Id. See also Noto Mot. Ex. 8.

The parties subsequently filed a Joint Status Report (Dkt. #85) setting forth the parties' respective arguments regarding Blenheim's request for a protective order. In support of its position, Blenheim submitted an unpublished case from the Guernsey Appellate Court, see In Re B, Judgment 35/2012 (Ct. App. Guernsey July 31, 2012), Joint Status Report Ex. 1 (Dkt. #85-1). Blenheim argued that In Re B exemplified Guernsey's strict data privacy laws and demonstrated why the company could be subject to liability for a breach of its fiduciary duty of confidence if the Court were to force Blenheim to produce the unredacted Portfolio Summary Documents to the United States. See Joint Status Report at 9-12. However, in reviewing In Re B, the unpublished decision demonstrates that a trustee does not breach its duty of confidence "where disclosure is under compulsion by law." Id., In Re B at 12, ¶ 39 (citation omitted). The In Re B court specifically concluded that a trustee could answer questions if compelled by a foreign court:

The facts of this case serve to remind trustees and beneficiaries that there are limits to the obligation on trustees to keep the affairs of the trust confidential. One of those limits is the ability of the trustee to protect its own interests in circumstances where silence in response to a court order, or summons (whether issued in this jurisdiction or abroad), would be likely to expose the trustee to a real risk of serious harm. A trustee in such circumstances cannot be expected to refuse to answer questions in a court of law, and simply suffer the consequences.
Id. at 23, ¶ 71 (emphasis added).

The undersigned held a hearing on March 3, 2015, to address the unresolved issue of Blenheim's request for a protective order and the parties' dispute over production of the Portfolio Summary Documents. See Mins. of Proceedings (Dkt. #89). Ms. Noto made representations concerning the Portfolio Summary Documents, which she described as a portfolio summary of all investments in a certain account for the quarter ending July 2004. Id. Ms. Noto argued that direct disclosure of the Portfolio Summary Documents might subject Blenheim to civil liability under the laws of Guernsey. However, the Court noted that, under the only Guernsey law Blenheim cited as authority for this proposition, disclosure under the compulsion of a court order would shield Blenheim from civil liability. Counsel for the United States argued the extent of the Pivaroffs' efforts to hide assets using Blenheim and other offshore entities and articulated why, based upon the documents Blenheim produced, the government believed that the Portfolio Summary Documents were relevant and discoverable.
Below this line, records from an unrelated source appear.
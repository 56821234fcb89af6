//! Predictive (DPCM) decode of the destuffed entropy stream.
//!
//! Each sample is a Huffman symbol naming a magnitude category `m`,
//! followed by `m` raw magnitude bits. The signed difference is added to a
//! position-dependent predictor with 16-bit wraparound arithmetic. Samples
//! come out in slice-sequential order; the deinterleaver restores raster
//! order afterwards.

use tracing::debug;

use crate::image_pipeline::common::bits::{BitCursor, destuff};
use crate::image_pipeline::common::error::{Cr2Error, Result};
use crate::image_pipeline::cr2::huffman::HuffmanTable;
use crate::image_pipeline::cr2::marker::{FrameHeader, ScanHeader};

/// Sign rule for an `m`-bit magnitude field: a leading 0 bit means the
/// difference is `raw - (2^m - 1)`, i.e. the reversed magnitude is
/// subtracted; a leading 1 bit means `raw` is added directly.
/// Returns (absolute difference, subtract?).
fn signed_difference(raw: u16, m: usize) -> (u16, bool) {
    if m == 0 {
        return (0, false);
    }
    if raw & (1 << (m - 1)) != 0 {
        (raw, false)
    } else {
        ((((1u32 << m) - 1) as u16) - raw, true)
    }
}

/// Decode the raw plane from the entropy-coded byte range.
///
/// `image_width` is the full image width derived from the slice geometry;
/// the predictor's previous-row rule divides the linear decode index by it
/// even though samples are produced slice by slice. That matches the
/// shipping Canon decode and must not be changed to per-slice arithmetic.
pub fn decode_raw_plane(
    entropy: &[u8],
    frame: &FrameHeader,
    scan: &ScanHeader,
    tables: &[HuffmanTable],
    image_width: usize,
) -> Result<Vec<u16>> {
    let stream = destuff(entropy);
    let mut cursor = BitCursor::new(&stream);

    let component_count = frame.components.len().max(1);
    let expected = image_width * frame.lines as usize;
    let initial = 1u16 << (frame.precision.min(16).saturating_sub(1));

    let mut samples: Vec<u16> = Vec::with_capacity(expected);
    let mut component = 0usize;

    while samples.len() < expected {
        if cursor.remaining() == 0 {
            break;
        }

        let dc_index = scan
            .components
            .get(component)
            .map(|c| c.dc_table as usize)
            .unwrap_or(0);
        let table = tables.get(dc_index).ok_or(Cr2Error::MissingHuffmanTable {
            index: dc_index,
            count: tables.len(),
        })?;

        let Some((length, category)) = table.match_window(cursor.peek16()) else {
            return Err(Cr2Error::HuffmanMismatch {
                bit_offset: cursor.bit_offset(),
            });
        };
        if cursor.remaining() < length as usize {
            break;
        }
        cursor.consume(length as usize);

        let m = category as usize;
        // Magnitude fields are at most 16 bits; a corrupt DHT can map a code
        // to a larger leaf, which would overflow the sign rule's shifts.
        if m > 16 {
            return Err(Cr2Error::InvalidCategory {
                category,
                bit_offset: cursor.bit_offset(),
            });
        }
        if cursor.remaining() < m {
            break;
        }
        let raw = cursor.read_bits(m);

        let index = samples.len();
        let predictor = if index < component_count {
            initial
        } else if index % image_width < component_count {
            // Previous row, same column, measured in full image width.
            samples[index - image_width]
        } else {
            samples[index - component_count]
        };

        let (difference, subtract) = signed_difference(raw, m);
        let sample = if subtract {
            predictor.wrapping_sub(difference)
        } else {
            predictor.wrapping_add(difference)
        };
        samples.push(sample);

        component = (component + 1) % component_count;
    }

    if samples.len() != expected {
        return Err(Cr2Error::SampleCountMismatch {
            expected,
            actual: samples.len(),
        });
    }

    debug!(
        samples = samples.len(),
        bits_consumed = cursor.bit_offset(),
        "raw plane decoded"
    );
    Ok(samples)
}
use tracing::debug;

use crate::image_pipeline::common::error::{Cr2Error, Result};
use crate::image_pipeline::cr2::types::{TAG_CR2_SLICE, TAG_THUMB_LENGTH, TAG_THUMB_OFFSET};
use crate::image_pipeline::cr2::{
    DecodeConfig, decode_raw_plane, deinterleave, dump_directories, find_strip,
    parse_entropy_headers, parse_header, select_raw_directory, walk_directories,
};
use crate::image_pipeline::raw::reader::RawImageReader;
use crate::image_pipeline::raw::types::RawImageData;

/// Decodes the raw sensor plane of a Canon CR2 buffer.
#[derive(Debug, Default, Clone)]
pub struct Cr2Reader {
    config: DecodeConfig,
}

impl Cr2Reader {
    pub fn new(config: DecodeConfig) -> Self {
        Self { config }
    }

    pub fn config(&self) -> &DecodeConfig {
        &self.config
    }

    /// Locate the first embedded preview JPEG: the full-size preview in the
    /// first directory (strip tags) or the thumbnail in the second
    /// (0x0201/0x0202). Returns its bytes.
    pub fn preview_jpeg(&self, data: &[u8]) -> Result<Vec<u8>> {
        let header = parse_header(data)?;
        let directories = walk_directories(data, &header)?;

        let pairs = [
            (self.config.strip_offset_tag, self.config.strip_byte_count_tag),
            (TAG_THUMB_OFFSET, TAG_THUMB_LENGTH),
        ];
        for directory in &directories {
            // The raw plane itself also sits behind strip tags; skip it.
            if directory.slice_geometry().is_some() {
                continue;
            }
            for (offset_tag, count_tag) in pairs {
                let Ok((start, length)) = find_strip(directory, offset_tag, count_tag) else {
                    continue;
                };
                let Some(bytes) = start
                    .checked_add(length)
                    .and_then(|end| data.get(start..end))
                else {
                    continue;
                };
                if bytes.starts_with(&[0xFF, 0xD8]) {
                    return Ok(bytes.to_vec());
                }
            }
        }
        Err(Cr2Error::MissingTag {
            tag: TAG_THUMB_OFFSET,
        })
    }
}

impl RawImageReader for Cr2Reader {
    fn read_raw(&self, data: &[u8]) -> Result<RawImageData> {
        debug!("decoding CR2 image, {} bytes", data.len());

        let header = parse_header(data)?;
        let directories = walk_directories(data, &header)?;
        if self.config.dump_directories {
            dump_directories(&directories);
        }

        let raw_directory = select_raw_directory(&directories, &header)?;
        let (start, length) = find_strip(
            raw_directory,
            self.config.strip_offset_tag,
            self.config.strip_byte_count_tag,
        )?;
        let end = start
            .checked_add(length)
            .filter(|&end| end <= data.len())
            .ok_or(Cr2Error::OutOfBounds {
                offset: start,
                need: length,
            })?;

        let slices = raw_directory
            .slice_geometry()
            .ok_or(Cr2Error::MissingTag { tag: TAG_CR2_SLICE })?;

        let headers = parse_entropy_headers(data, start)?;
        let width = slices.image_width();
        let height = headers.frame.lines as usize;
        if width == 0 || height == 0 {
            return Err(Cr2Error::InvalidDimensions(width, height));
        }
        if headers.entropy_start > end {
            return Err(Cr2Error::OutOfBounds {
                offset: headers.entropy_start,
                need: 0,
            });
        }

        debug!(width, height, "decoding raw plane");
        let sequential = decode_raw_plane(
            &data[headers.entropy_start..end],
            &headers.frame,
            &headers.scan,
            &headers.tables,
            width,
        )?;
        let raster = deinterleave(&sequential, &slices, height);

        Ok(RawImageData {
            width,
            height,
            data: raster,
            bits_per_sample: headers.frame.precision as u32,
        })
    }
}
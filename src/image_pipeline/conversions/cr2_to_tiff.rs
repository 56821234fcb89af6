use std::io::Write;
use std::path::Path;
use tracing::{info, instrument};

use crate::image_pipeline::{
    common::error::{Cr2Error, Result},
    cr2::DecodeConfig,
    raw::{Cr2Reader, RawImageReader},
    tiff::{ConversionConfig, StandardTiffWriter, TiffWriter},
};

pub struct Cr2ToTiffPipeline<R: RawImageReader, W: TiffWriter> {
    reader: R,
    writer: W,
    config: ConversionConfig,
}

impl Cr2ToTiffPipeline<Cr2Reader, StandardTiffWriter> {
    pub fn new(decode_config: DecodeConfig, config: ConversionConfig) -> Self {
        Self {
            reader: Cr2Reader::new(decode_config),
            writer: StandardTiffWriter,
            config,
        }
    }
}

impl<R: RawImageReader, W: TiffWriter> Cr2ToTiffPipeline<R, W> {
    pub fn with_custom(reader: R, writer: W, config: ConversionConfig) -> Self {
        Self {
            reader,
            writer,
            config,
        }
    }

    fn validate_dimensions(&self, width: usize, height: usize) -> Result<()> {
        if !self.config.validate_dimensions {
            return Ok(());
        }

        if width == 0 || height == 0 {
            return Err(Cr2Error::InvalidDimensions(width, height));
        }

        if let Some(max) = self.config.max_dimension
            && (width > max || height > max)
        {
            return Err(Cr2Error::InvalidDimensions(width, height));
        }

        Ok(())
    }

    #[instrument(skip(self, input_data, output), fields(input_size = input_data.len()))]
    pub fn convert(&self, input_data: &[u8], output: &mut dyn Write) -> Result<()> {
        info!("Starting CR2 to TIFF conversion");

        let raw_image = {
            let _span = tracing::info_span!("decode_raw").entered();
            self.reader.read_raw(input_data)?
        };

        {
            let _span = tracing::info_span!(
                "validate_dimensions",
                width = raw_image.width,
                height = raw_image.height
            )
            .entered();
            self.validate_dimensions(raw_image.width, raw_image.height)?;
        }

        {
            let _span = tracing::info_span!("encode_tiff").entered();
            self.writer.write_tiff(&raw_image, output, &self.config)?;
        }

        info!(
            width = raw_image.width,
            height = raw_image.height,
            "Conversion complete"
        );
        Ok(())
    }

    #[instrument(skip(self, input_path, output_path))]
    pub fn convert_file<P: AsRef<Path>, Q: AsRef<Path>>(
        &self,
        input_path: P,
        output_path: Q,
    ) -> Result<()> {
        let input_path = input_path.as_ref();
        let output_path = output_path.as_ref();

        info!(
            input = %input_path.display(),
            output = %output_path.display(),
            "Converting file"
        );

        let input_data = {
            let _span = tracing::info_span!("read_input_file").entered();
            std::fs::read(input_path).map_err(|e| {
                Cr2Error::InputReadError(format!("{}: {}", input_path.display(), e))
            })?
        };

        let mut output_file = {
            let _span = tracing::info_span!("create_output_file").entered();
            std::fs::File::create(output_path).map_err(|e| {
                Cr2Error::OutputWriteError(format!("{}: {}", output_path.display(), e))
            })?
        };

        self.convert(&input_data, &mut output_file)?;

        Ok(())
    }

    pub fn config(&self) -> &ConversionConfig {
        &self.config
    }

    pub fn set_config(&mut self, config: ConversionConfig) {
        self.config = config;
    }
}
After hearing the arguments of counsel, the Court denied Blenheim's proposed form of protective order, see Joint Status Report Ex. 2 (Dkt. #85-2), and dissolved the temporary protective order entered during the second teleconference. Id. The Court ruled that Blenheim would be allowed to mark or redact the responsive documents intended for public disclosure of personal identifiers and account information pursuant to the Local Rules and Federal Rules of Civil Procedure. Id. However, the Court declined to enter a broader form of protective order, finding that Blenheim has not met its burden under Rule 26(c) of establishing particularized harm or prejudice would result if a protective order was not entered. See, e.g., Folz v. State Farm, 331 F.3d 1122, 1130-31 (9th Cir. 2003). Additionally, the Court directed Ms. Noto and Blenheim to submit the Portfolio Summary Documents in camera for the Court's review. See Mins. of Proceedings (Dkt. #89).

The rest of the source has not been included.